Desde los primeros años al varón se le estimula para la búsqueda y demostración de poder, estatus, éxito, reconocimiento social por lo que hace… y ese titánico esfuerzo lo va llevando poco a poco a postergar, no en pocos casos ignorar, el reconocimiento de las necesidades emocionales y afectivas de sus seres queridos.
Su condón emocional bloquea sus sentimientos. De tanto hacer, hacer, hacer… se llena de estrés, su corazón se anestesia y, sin darse cuenta, se va quedando solo. Lleno de trabajo, de un silencio estéril que “distrae” con deportes, la política, el sexo…
Según Walter Riso, muchas veces cuando el hombre logra tomar conciencia ya el mal está hecho, posiblemente necesitó un cáncer o un infarto para darse cuenta de algo que parece tan elemental como la necesidad de expresar, recibir y hacer sentir el amor.
No es raro escuchar hombres que, con mucho orgullo, dicen que su padre era un tipo trabajador. Lo justifican diciendo “Esa era la forma en que mi viejo tenía de demostrar su amor”, y es cierto; el problema es que no fue suficiente esa entrega al trabajo, por más heroica y productiva que resultase, porque los seres queridos se sintieron desatendidos e invisibles afectivamente.
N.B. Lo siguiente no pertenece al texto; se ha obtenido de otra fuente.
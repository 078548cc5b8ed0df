//! Integration tests for fenceline
//!
//! Each module drives several components together over in-memory or
//! tempdir-backed collaborators.

mod support;

mod exclusion_tests;
mod reconcile_tests;
mod resume_tests;
mod worker_tests;
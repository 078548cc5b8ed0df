use std::fmt;

/// Identifies the unit of mutual exclusion: one (source, index generation) pair
#[derive(Debug, Clone, Copy, PartialEq, Eq, Hash, PartialOrd, Ord)]
pub struct RunKey {
    pub source_id: i64,
    pub generation_id: i64,
}

impl RunKey {
    pub fn new(source_id: i64, generation_id: i64) -> Self {
        Self {
            source_id,
            generation_id,
        }
    }

    /// Parses the `<source>/<generation>` form produced by `Display`
    ///
    /// Returns None for anything else, including negative or empty parts.
    pub fn parse(s: &str) -> Option<Self> {
        let (source, generation) = s.split_once('/')?;
        let source_id = source.parse::<i64>().ok().filter(|id| *id >= 0)?;
        let generation_id = generation.parse::<i64>().ok().filter(|id| *id >= 0)?;
        Some(Self::new(source_id, generation_id))
    }
}

impl fmt::Display for RunKey {
    fn fmt(&self, f: &mut fmt::Formatter<'_>) -> fmt::Result {
        write!(f, "{}/{}", self.source_id, self.generation_id)
    }
}
#![allow(dead_code)]
/// Container provider abstraction layer following KIND's provider pattern
use async_trait::async_trait;
// Note: Serde imports removed as they're not currently used in this file
use std::collections::BTreeMap;
use std::path::PathBuf;

use crate::config::ClusterConfig;
use crate::core::types::{ClusterStatus, ExecResult, NodeRole};
use crate::errors::{KinaError, KinaResult};

/// Container specification for node creation
#[derive(Debug, Clone, Default)]
pub struct ContainerSpec {
    pub image: String,
    pub hostname: String,
    pub network_id: Option<String>,
    pub privileged: bool,
    pub labels: BTreeMap<String, String>,
    pub volumes: Vec<VolumeMount>,
    pub port_mappings: Vec<PortMapping>,
    pub environment: BTreeMap<String, String>,
    pub extra_mounts: Vec<ExtraMount>,
}

/// Volume mount specification
#[derive(Debug, Clone)]
pub struct VolumeMount {
    pub host_path: PathBuf,
    pub container_path: PathBuf,
    pub read_only: bool,
}

/// Port mapping specification
#[derive(Debug, Clone)]
pub struct PortMapping {
    pub host_port: u16,
    pub container_port: u16,
    pub protocol: String, // "tcp" or "udp"
}

/// Extra mount specification for Kubernetes-specific paths
#[derive(Debug, Clone)]
pub struct ExtraMount {
    pub name: String,
    pub host_path: PathBuf,
    pub container_path: PathBuf,
    pub mount_type: String, // "bind", "tmpfs", etc.
}

/// Container network specification
#[derive(Debug, Clone, Default)]
pub struct NetworkSpec {
    pub name: String,
    pub driver: String,
    pub subnet: String,
    pub ipv6_enabled: bool,
    pub labels: BTreeMap<String, String>,
}

/// Container information
#[derive(Debug, Clone)]
pub struct Container {
    pub id: String,
    pub name: String,
    pub image: String,
    pub state: ContainerState,
    pub ip_address: Option<String>,
    pub labels: BTreeMap<String, String>,
    pub created: String,
}

/// Container state
#[derive(Debug, Clone, PartialEq)]
pub enum ContainerState {
    Creating,
    Running,
    Stopped,
    Error,
    Unknown,
}

/// Container network information
#[derive(Debug, Clone)]
pub struct ContainerNetwork {
    pub id: String,
    pub name: String,
    pub driver: String,
    pub subnet: String,
    pub gateway: String,
}

/// Node information
#[derive(Debug, Clone)]
pub struct Node {
    pub name: String,
    pub role: NodeRole,
    pub container_id: String,
    pub ip_address: Option<String>,
    pub status: String,
    pub kubernetes_version: Option<String>,
    pub cluster_name: String,
}

impl Node {
    /// The bootstrap control plane is named `<cluster>-control-plane` when
    /// there's only one, or `<cluster>-control-plane1` in an HA roster.
    pub fn is_primary_control_plane(&self) -> bool {
        self.role == NodeRole::ControlPlane
            && (self.name.ends_with("-control-plane") || self.name.ends_with("-control-plane1"))
    }
}

/// Container provider trait following KIND's provider abstraction pattern
#[async_trait]
pub trait ContainerProvider: Send + Sync {
    /// Provision containers for a cluster based on configuration
    async fn provision(&self, config: &ClusterConfig) -> KinaResult<()>;

    /// Pull an image if it is not already present locally.
    async fn pull_image(&self, image: &str) -> KinaResult<()>;

    /// List all nodes (containers) in a cluster
    async fn list_nodes(&self, cluster: &str) -> KinaResult<Vec<Node>>;

    /// Delete specific nodes from a cluster
    async fn delete_nodes(&self, nodes: &[Node]) -> KinaResult<()>;

    /// Get the API server endpoint for a cluster
    async fn get_api_server_endpoint(&self, cluster: &str) -> KinaResult<String>;

    /// Resolve the host port a container's published `container_port` was
    /// actually bound to (meaningful when the port mapping requested an
    /// ephemeral host port). `None` if the container publishes no mapping
    /// for that container port.
    async fn get_host_port(&self, container_id: &str, container_port: u16) -> KinaResult<Option<u16>>;

    /// Load a locally built image into every node of `cluster` (`kina
    /// load`), for images that were never published to a registry the
    /// nodes can pull from.
    async fn load_image_into_cluster(&self, cluster: &str, image: &str) -> KinaResult<()>;

    /// Execute a command inside a container
    async fn exec_in_container(&self, container_id: &str, cmd: &[&str]) -> KinaResult<ExecResult>;

    /// Execute a command with stdin input
    async fn exec_in_container_with_stdin(
        &self,
        container_id: &str,
        cmd: &[&str],
        stdin: &str,
    ) -> KinaResult<ExecResult>;

    /// Write a file to a container
    async fn write_file_to_container(
        &self,
        container_id: &str,
        path: &str,
        content: &str,
    ) -> KinaResult<()>;

    /// Read a file from a container
    async fn read_file_from_container(&self, container_id: &str, path: &str) -> KinaResult<String>;

    /// List all clusters managed by this provider
    async fn list_clusters(&self) -> KinaResult<Vec<String>>;

    /// Check if a cluster exists
    async fn cluster_exists(&self, cluster: &str) -> KinaResult<bool>;

    /// Get cluster information
    async fn get_cluster_info(&self, cluster: &str) -> KinaResult<ProviderClusterInfo>;

    /// Clean up all resources for a cluster
    async fn cleanup_cluster(&self, cluster: &str) -> KinaResult<()>;
}

/// Provider cluster information structure (separate from core::cluster::ClusterInfo)
#[derive(Debug, Clone)]
pub struct ProviderClusterInfo {
    pub name: String,
    pub status: ClusterStatus,
    pub nodes: Vec<Node>,
    pub created: String,
    pub kubernetes_version: Option<String>,
    pub api_server_endpoint: Option<String>,
}

impl ProviderClusterInfo {
    pub fn control_plane_count(&self) -> usize {
        self.nodes
            .iter()
            .filter(|n| n.role == NodeRole::ControlPlane)
            .count()
    }

    pub fn worker_count(&self) -> usize {
        self.nodes
            .iter()
            .filter(|n| n.role == NodeRole::Worker)
            .count()
    }
}

/// Container specification builder following the builder pattern
#[derive(Default)]
pub struct ContainerSpecBuilder {
    spec: ContainerSpec,
}

impl ContainerSpecBuilder {
    pub fn new() -> Self {
        Self {
            spec: ContainerSpec {
                image: String::new(),
                hostname: String::new(),
                network_id: None,
                privileged: false,
                labels: BTreeMap::new(),
                volumes: Vec::new(),
                port_mappings: Vec::new(),
                environment: BTreeMap::new(),
                extra_mounts: Vec::new(),
            },
        }
    }

    pub fn image(mut self, image: &str) -> Self {
        self.spec.image = image.to_string();
        self
    }

    pub fn hostname(mut self, hostname: &str) -> Self {
        self.spec.hostname = hostname.to_string();
        self
    }

    pub fn network(mut self, network_id: &str) -> Self {
        self.spec.network_id = Some(network_id.to_string());
        self
    }

    pub fn privileged(mut self, privileged: bool) -> Self {
        self.spec.privileged = privileged;
        self
    }

    pub fn label(mut self, key: &str, value: &str) -> Self {
        self.spec.labels.insert(key.to_string(), value.to_string());
        self
    }

    pub fn labels(mut self, labels: &[(&str, &str)]) -> Self {
        for (key, value) in labels {
            self.spec.labels.insert(key.to_string(), value.to_string());
        }
        self
    }

    pub fn volume(mut self, host_path: &str, container_path: &str) -> Self {
        self.spec.volumes.push(VolumeMount {
            host_path: PathBuf::from(host_path),
            container_path: PathBuf::from(container_path),
            read_only: false,
        });
        self
    }

    pub fn volume_ro(mut self, host_path: &str, container_path: &str) -> Self {
        self.spec.volumes.push(VolumeMount {
            host_path: PathBuf::from(host_path),
            container_path: PathBuf::from(container_path),
            read_only: true,
        });
        self
    }

    pub fn port_mapping(mut self, host_port: u16, container_port: u16) -> Self {
        self.spec.port_mappings.push(PortMapping {
            host_port,
            container_port,
            protocol: "tcp".to_string(),
        });
        self
    }

    pub fn env(mut self, key: &str, value: &str) -> Self {
        self.spec
            .environment
            .insert(key.to_string(), value.to_string());
        self
    }

    pub fn extra_mount(
        mut self,
        name: &str,
        host_path: &str,
        container_path: &str,
        mount_type: &str,
    ) -> Self {
        self.spec.extra_mounts.push(ExtraMount {
            name: name.to_string(),
            host_path: PathBuf::from(host_path),
            container_path: PathBuf::from(container_path),
            mount_type: mount_type.to_string(),
        });
        self
    }

    pub fn build(self) -> KinaResult<ContainerSpec> {
        if self.spec.image.is_empty() {
            return Err(KinaError::Operation(
                "Container image is required".to_string(),
            ));
        }
        if self.spec.hostname.is_empty() {
            return Err(KinaError::Operation(
                "Container hostname is required".to_string(),
            ));
        }
        Ok(self.spec)
    }
}

/// Network specification builder
#[derive(Default)]
pub struct NetworkSpecBuilder {
    spec: NetworkSpec,
}

impl NetworkSpecBuilder {
    pub fn new() -> Self {
        Self {
            spec: NetworkSpec {
                name: String::new(),
                driver: "bridge".to_string(),
                subnet: String::new(),
                ipv6_enabled: false,
                labels: BTreeMap::new(),
            },
        }
    }

    pub fn name(mut self, name: &str) -> Self {
        self.spec.name = name.to_string();
        self
    }

    pub fn driver(mut self, driver: &str) -> Self {
        self.spec.driver = driver.to_string();
        self
    }

    pub fn subnet(mut self, subnet: &str) -> Self {
        self.spec.subnet = subnet.to_string();
        self
    }

    pub fn enable_ipv6(mut self, enabled: bool) -> Self {
        self.spec.ipv6_enabled = enabled;
        self
    }

    pub fn labels(mut self, labels: &[(&str, &str)]) -> Self {
        for (key, value) in labels {
            self.spec.labels.insert(key.to_string(), value.to_string());
        }
        self
    }

    pub fn build(self) -> KinaResult<NetworkSpec> {
        if self.spec.name.is_empty() {
            return Err(KinaError::Operation("Network name is required".to_string()));
        }
        if self.spec.subnet.is_empty() {
            return Err(KinaError::Operation(
                "Network subnet is required".to_string(),
            ));
        }
        Ok(self.spec)
    }
}
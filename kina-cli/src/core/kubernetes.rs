#![allow(dead_code)]
use anyhow::{Context, Result};
use std::process::Stdio;
use tokio::process::Command;
use tracing::{debug, info, warn};

use crate::config::Config;

/// Client for Kubernetes operations
#[allow(dead_code)]
pub struct KubernetesClient {
    config: Config,
    kubectl_path: String,
}

impl KubernetesClient {
    /// Create a new Kubernetes client
    pub fn new(config: &Config) -> Result<Self> {
        let kubectl_path = if let Some(path) = &config.kubernetes.kubectl_path {
            path.to_string_lossy().to_string()
        } else {
            Self::detect_kubectl_path()?
        };

        Ok(Self {
            config: config.clone(),
            kubectl_path,
        })
    }

    /// Detect kubectl CLI path
    fn detect_kubectl_path() -> Result<String> {
        if let Ok(output) = std::process::Command::new("which").arg("kubectl").output() {
            if output.status.success() {
                let path = String::from_utf8_lossy(&output.stdout).trim().to_string();
                if !path.is_empty() {
                    info!("Found kubectl at: {}", path);
                    return Ok(path);
                }
            }
        }

        Err(anyhow::anyhow!("kubectl not found in PATH"))
    }

    /// Check if cluster is accessible via kubectl
    pub async fn check_cluster_access(&self, kubeconfig_path: &str) -> Result<bool> {
        debug!(
            "Checking cluster access with kubeconfig: {}",
            kubeconfig_path
        );

        let mut cmd = Command::new(&self.kubectl_path);
        cmd.arg("--kubeconfig")
            .arg(kubeconfig_path)
            .arg("cluster-info");

        let output = cmd
            .stdout(Stdio::piped())
            .stderr(Stdio::piped())
            .output()
            .await
            .context("Failed to execute kubectl cluster-info")?;

        Ok(output.status.success())
    }

    /// Get cluster nodes
    pub async fn get_nodes(&self, kubeconfig_path: &str) -> Result<Vec<String>> {
        debug!("Getting nodes with kubeconfig: {}", kubeconfig_path);

        let mut cmd = Command::new(&self.kubectl_path);
        cmd.arg("--kubeconfig")
            .arg(kubeconfig_path)
            .arg("get")
            .arg("nodes")
            .arg("-o")
            .arg("name");

        let output = cmd
            .stdout(Stdio::piped())
            .stderr(Stdio::piped())
            .output()
            .await
            .context("Failed to execute kubectl get nodes")?;

        if !output.status.success() {
            let stderr = String::from_utf8_lossy(&output.stderr);
            return Err(anyhow::anyhow!("kubectl get nodes failed: {}", stderr));
        }

        let stdout = String::from_utf8_lossy(&output.stdout);
        let nodes: Vec<String> = stdout
            .lines()
            .filter(|line| !line.is_empty())
            .map(|line| line.trim_start_matches("node/").to_string())
            .collect();

        Ok(nodes)
    }

    /// Wait for cluster to be ready
    pub async fn wait_for_cluster_ready(
        &self,
        kubeconfig_path: &str,
        timeout_seconds: u64,
    ) -> Result<()> {
        info!(
            "Waiting for cluster to be ready (timeout: {}s)",
            timeout_seconds
        );

        let start_time = std::time::Instant::now();
        let timeout = std::time::Duration::from_secs(timeout_seconds);

        while start_time.elapsed() < timeout {
            if self.check_cluster_access(kubeconfig_path).await? {
                // Check if nodes are ready
                if let Ok(nodes) = self.get_nodes(kubeconfig_path).await {
                    if !nodes.is_empty() && self.check_nodes_ready(kubeconfig_path).await? {
                        info!("Cluster is ready with {} nodes", nodes.len());
                        return Ok(());
                    }
                }
            }

            debug!("Cluster not ready yet, waiting...");
            tokio::time::sleep(std::time::Duration::from_secs(5)).await;
        }

        Err(anyhow::anyhow!("Timeout waiting for cluster to be ready"))
    }

    /// Check if all nodes are ready
    pub async fn check_nodes_ready(&self, kubeconfig_path: &str) -> Result<bool> {
        let mut cmd = Command::new(&self.kubectl_path);
        cmd.arg("--kubeconfig")
            .arg(kubeconfig_path)
            .arg("get")
            .arg("nodes")
            .arg("--no-headers")
            .arg("-o")
            .arg("custom-columns=STATUS:.status.conditions[-1].type");

        let output = cmd
            .stdout(Stdio::piped())
            .stderr(Stdio::piped())
            .output()
            .await
            .context("Failed to check node readiness")?;

        if !output.status.success() {
            return Ok(false);
        }

        let stdout = String::from_utf8_lossy(&output.stdout);
        let all_ready = stdout
            .lines()
            .filter(|line| !line.is_empty())
            .all(|line| line.trim() == "Ready");

        Ok(all_ready)
    }

    /// Apply a Kubernetes manifest
    pub async fn apply_manifest(&self, kubeconfig_path: &str, manifest: &str) -> Result<()> {
        debug!("Applying Kubernetes manifest");

        let mut cmd = Command::new(&self.kubectl_path);
        cmd.arg("--kubeconfig")
            .arg(kubeconfig_path)
            .arg("apply")
            .arg("-f")
            .arg("-");

        cmd.stdin(Stdio::piped())
            .stdout(Stdio::piped())
            .stderr(Stdio::piped());

        let mut child = cmd
            .spawn()
            .context("Failed to spawn kubectl apply process")?;

        // Write manifest to stdin
        if let Some(stdin) = child.stdin.as_mut() {
            use tokio::io::AsyncWriteExt;
            stdin
                .write_all(manifest.as_bytes())
                .await
                .context("Failed to write manifest to kubectl stdin")?;
        }

        let output = child
            .wait_with_output()
            .await
            .context("Failed to wait for kubectl apply to complete")?;

        if !output.status.success() {
            let stderr = String::from_utf8_lossy(&output.stderr);
            return Err(anyhow::anyhow!("kubectl apply failed: {}", stderr));
        }

        Ok(())
    }

    /// Delete resources by label selector
    pub async fn delete_by_selector(
        &self,
        kubeconfig_path: &str,
        resource_type: &str,
        selector: &str,
    ) -> Result<()> {
        debug!("Deleting {} with selector: {}", resource_type, selector);

        let mut cmd = Command::new(&self.kubectl_path);
        cmd.arg("--kubeconfig")
            .arg(kubeconfig_path)
            .arg("delete")
            .arg(resource_type)
            .arg("-l")
            .arg(selector);

        let output = cmd
            .stdout(Stdio::piped())
            .stderr(Stdio::piped())
            .output()
            .await
            .context("Failed to execute kubectl delete")?;

        if !output.status.success() {
            let stderr = String::from_utf8_lossy(&output.stderr);
            warn!("kubectl delete warning: {}", stderr);
        }

        Ok(())
    }

    /// List all Certificate Signing Requests with their status
    pub async fn list_all_csrs(&self, kubeconfig_path: &str) -> Result<Vec<(String, String)>> {
        debug!("Listing all CSRs with status information");

        let mut cmd = Command::new(&self.kubectl_path);
        cmd.arg("--kubeconfig")
            .arg(kubeconfig_path)
            .arg("get")
            .arg("csr")
            .arg("-o")
            .arg("custom-columns=NAME:.metadata.name,SIGNER:.spec.signerName,STATUS:.status.conditions[0].type")
            .arg("--no-headers");

        let output = cmd
            .stdout(Stdio::piped())
            .stderr(Stdio::piped())
            .output()
            .await
            .context("Failed to list all CSRs")?;

        if !output.status.success() {
            let stderr = String::from_utf8_lossy(&output.stderr);
            return Err(anyhow::anyhow!("Failed to list CSRs: {}", stderr));
        }

        let stdout = String::from_utf8_lossy(&output.stdout);
        let csrs: Vec<(String, String)> = stdout
            .lines()
            .filter(|line| !line.trim().is_empty())
            .map(|line| {
                let parts: Vec<&str> = line.split_whitespace().collect();
                if parts.len() >= 3 {
                    (format!("{} ({})", parts[0], parts[1]), parts[2].to_string())
                } else {
                    (line.to_string(), "Unknown".to_string())
                }
            })
            .collect();

        Ok(csrs)
    }

    /// Get pending kubelet-serving Certificate Signing Requests
    pub async fn get_pending_kubelet_csrs(&self, kubeconfig_path: &str) -> Result<Vec<String>> {
        debug!("Getting pending kubelet-serving CSRs");

        let mut cmd = Command::new(&self.kubectl_path);
        cmd.arg("--kubeconfig")
            .arg(kubeconfig_path)
            .arg("get")
            .arg("csr")
            .arg("-o")
            .arg("jsonpath={range .items[?(@.spec.signerName==\"kubernetes.io/kubelet-serving\")]}{.metadata.name}{\"\\n\"}{end}");

        let output = cmd
            .stdout(Stdio::piped())
            .stderr(Stdio::piped())
            .output()
            .await
            .context("Failed to get CSRs")?;

        if !output.status.success() {
            let stderr = String::from_utf8_lossy(&output.stderr);
            return Err(anyhow::anyhow!("Failed to get CSRs: {}", stderr));
        }

        let stdout = String::from_utf8_lossy(&output.stdout);
        let csrs: Vec<String> = stdout
            .lines()
            .filter(|line| !line.trim().is_empty())
            .map(|line| line.trim().to_string())
            .collect();

        Ok(csrs)
    }

    /// Approve a Certificate Signing Request
    pub async fn approve_csr(&self, kubeconfig_path: &str, csr_name: &str) -> Result<()> {
        debug!("Approving CSR: {}", csr_name);

        let mut cmd = Command::new(&self.kubectl_path);
        cmd.arg("--kubeconfig")
            .arg(kubeconfig_path)
            .arg("certificate")
            .arg("approve")
            .arg(csr_name);

        let output = cmd
            .stdout(Stdio::piped())
            .stderr(Stdio::piped())
            .output()
            .await
            .context("Failed to approve CSR")?;

        if !output.status.success() {
            let stderr = String::from_utf8_lossy(&output.stderr);
            return Err(anyhow::anyhow!(
                "Failed to approve CSR {}: {}",
                csr_name,
                stderr
            ));
        }

        info!("Approved CSR: {}", csr_name);
        Ok(())
    }

    /// Auto-approve all pending kubelet-serving CSRs
    pub async fn auto_approve_kubelet_csrs(&self, kubeconfig_path: &str) -> Result<()> {
        info!("Auto-approving pending kubelet-serving CSRs");

        let pending_csrs = self.get_pending_kubelet_csrs(kubeconfig_path).await?;

        if pending_csrs.is_empty() {
            debug!("No pending kubelet-serving CSRs found");
            return Ok(());
        }

        info!("Found {} pending kubelet-serving CSRs", pending_csrs.len());

        for csr_name in pending_csrs {
            if let Err(e) = self.approve_csr(kubeconfig_path, &csr_name).await {
                warn!("Failed to approve CSR {}: {}", csr_name, e);
            }
        }

        info!("Completed auto-approval of kubelet-serving CSRs");
        Ok(())
    }

    /// Wait for kubelet-serving CSRs to appear and auto-approve them
    /// This is needed during cluster bootstrap when kubelet TLS bootstrap is enabled
    pub async fn bootstrap_approve_kubelet_csrs(
        &self,
        kubeconfig_path: &str,
        timeout_seconds: u64,
    ) -> Result<()> {
        info!("🔐 Starting enhanced kubelet CSR bootstrap auto-approval");
        info!("⏱️  Timeout: {}s", timeout_seconds);
        info!("📋 Kubeconfig: {}", kubeconfig_path);

        let start_time = std::time::Instant::now();
        let timeout = std::time::Duration::from_secs(timeout_seconds);
        let mut approved_count = 0;
        let mut iteration = 0;

        // First, list all existing CSRs to understand the current state
        match self.list_all_csrs(kubeconfig_path).await {
            Ok(all_csrs) => {
                info!("📊 Initial CSR state: {} total CSRs found", all_csrs.len());
                for csr in &all_csrs {
                    info!("   CSR: {} - Status: {}", csr.0, csr.1);
                }
            }
            Err(e) => {
                warn!("⚠️  Could not list initial CSR state: {}", e);
            }
        }

        while start_time.elapsed() < timeout {
            iteration += 1;
            let elapsed = start_time.elapsed();

            debug!(
                "🔄 CSR check iteration {} (elapsed: {}s)",
                iteration,
                elapsed.as_secs()
            );

            match self.get_pending_kubelet_csrs(kubeconfig_path).await {
                Ok(pending_csrs) => {
                    if !pending_csrs.is_empty() {
                        info!(
                            "✅ Found {} pending kubelet-serving CSRs",
                            pending_csrs.len()
                        );

                        for csr_name in &pending_csrs {
                            info!("   🔍 Processing CSR: {}", csr_name);
                        }

                        for csr_name in pending_csrs {
                            match self.approve_csr(kubeconfig_path, &csr_name).await {
                                Ok(()) => {
                                    approved_count += 1;
                                    info!("✅ Successfully approved CSR: {}", csr_name);
                                }
                                Err(e) => {
                                    warn!("❌ Failed to approve CSR {}: {}", csr_name, e);
                                }
                            }
                        }
                    } else {
                        debug!(
                            "🔍 No pending kubelet-serving CSRs found (iteration {})",
                            iteration
                        );
                    }
                }
                Err(e) => {
                    warn!("⚠️  Error checking for pending CSRs: {}", e);
                }
            }

            // Log progress every 10 seconds
            if elapsed.as_secs() % 10 == 0 && elapsed.as_secs() > 0 {
                info!(
                    "⏳ CSR approval progress: {}s / {}s (approved: {})",
                    elapsed.as_secs(),
                    timeout_seconds,
                    approved_count
                );
            }

            // Wait a bit before checking again
            tokio::time::sleep(std::time::Duration::from_secs(5)).await;
        }

        info!(
            "🏁 CSR bootstrap completed after {}s",
            start_time.elapsed().as_secs()
        );

        if approved_count > 0 {
            info!(
                "✅ Bootstrap CSR approval completed: {} CSRs approved",
                approved_count
            );
        } else {
            warn!("❌ No kubelet-serving CSRs were found during bootstrap period");
            // List all CSRs again to see what's available
            if let Ok(all_csrs) = self.list_all_csrs(kubeconfig_path).await {
                warn!("📊 Final CSR state: {} total CSRs", all_csrs.len());
                for csr in &all_csrs {
                    warn!("   CSR: {} - Status: {}", csr.0, csr.1);
                }
            }
        }

        Ok(())
    }
}
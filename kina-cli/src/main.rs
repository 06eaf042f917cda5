use anyhow::Result;
use clap::Parser;
use tracing::{info, Level};
use tracing_subscriber::FmtSubscriber;

mod cli;
mod config;
mod core;
mod errors;
mod utils;

use cli::Cli;
use config::Config;

#[tokio::main]
async fn main() -> Result<()> {
    // Initialize tracing subscriber for logging
    let subscriber = FmtSubscriber::builder()
        .with_max_level(Level::INFO)
        .finish();

    tracing::subscriber::set_global_default(subscriber).expect("setting default subscriber failed");

    // Parse command line arguments
    let cli = Cli::parse();

    // Load configuration - respect the --config flag if provided
    let config = if let Some(config_path) = &cli.config {
        Config::load_from_file(config_path)?
    } else {
        Config::load()?
    };

    info!("Starting kina CLI application");

    // Execute the command
    cli.execute(&config).await
}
UN SER VULNERABLE, COMO TODOS
Cuando Riso relata la experiencia de relación con su padre y confiesa que le daba miedo conocerlo porque no sabía con cuánto dolor se iba a encontrar, cuantas palabras no dichas, atrapadas en un espacio invisible, en un condón emocional que no permitía que ambos contactaran sus corazones.
Un hecho doloroso cambió el ritmo de la danza, silente y distante, que bailaban por años para ponerlos a bailar “pegao”. Una crítica situación económica que azotaba a la familia puso al padre de rodillas; en ese momento de rendición se abrió con su hijo, le habló de sus miedos, angustias, frustraciones, impotencias… valiéndose de palabras humedecidas por un llanto incontrolado.
Riso nunca lo había visto llorar así y esas lágrimas los acercaron tanto que se despojaron de sus respectivos condones emocionales y desde esa vulnerabilidad, debilidad, fragilidad… se abrazaron. Después de un rato, un padre más sereno le contó montones de cosas sobre su vida, amores, sueños, desengaños.
Ambas masculinidades hicieron contacto, se vieron a los ojos, las almas se reconocieron y en ese momento se inició la posibilidad de hacer juntos la travesía al corazón, como hizo Ulises cuando decidió volver a ver a su hijo Telémaco, al que no veía desde que era muy pequeñito.
Lo que no sabía Ulises es que los dioses habían preparado un largo y accidentado viaje, desde Troya hasta Ítaca, que duraría diez años, convirtiéndolo en toda una Odisea. Siempre, antes, durante y al final del viaje el padre que se cree ausente está presente en los genes, recuerdos, formas de ser y hacer, mostrándonos que, a pesar de la distancia, estamos mucho más cerca de lo que creemos.
Nuestros hijos varones aprenderán a ser padres no por lo que le dice mamá sino por lo que ven de papá.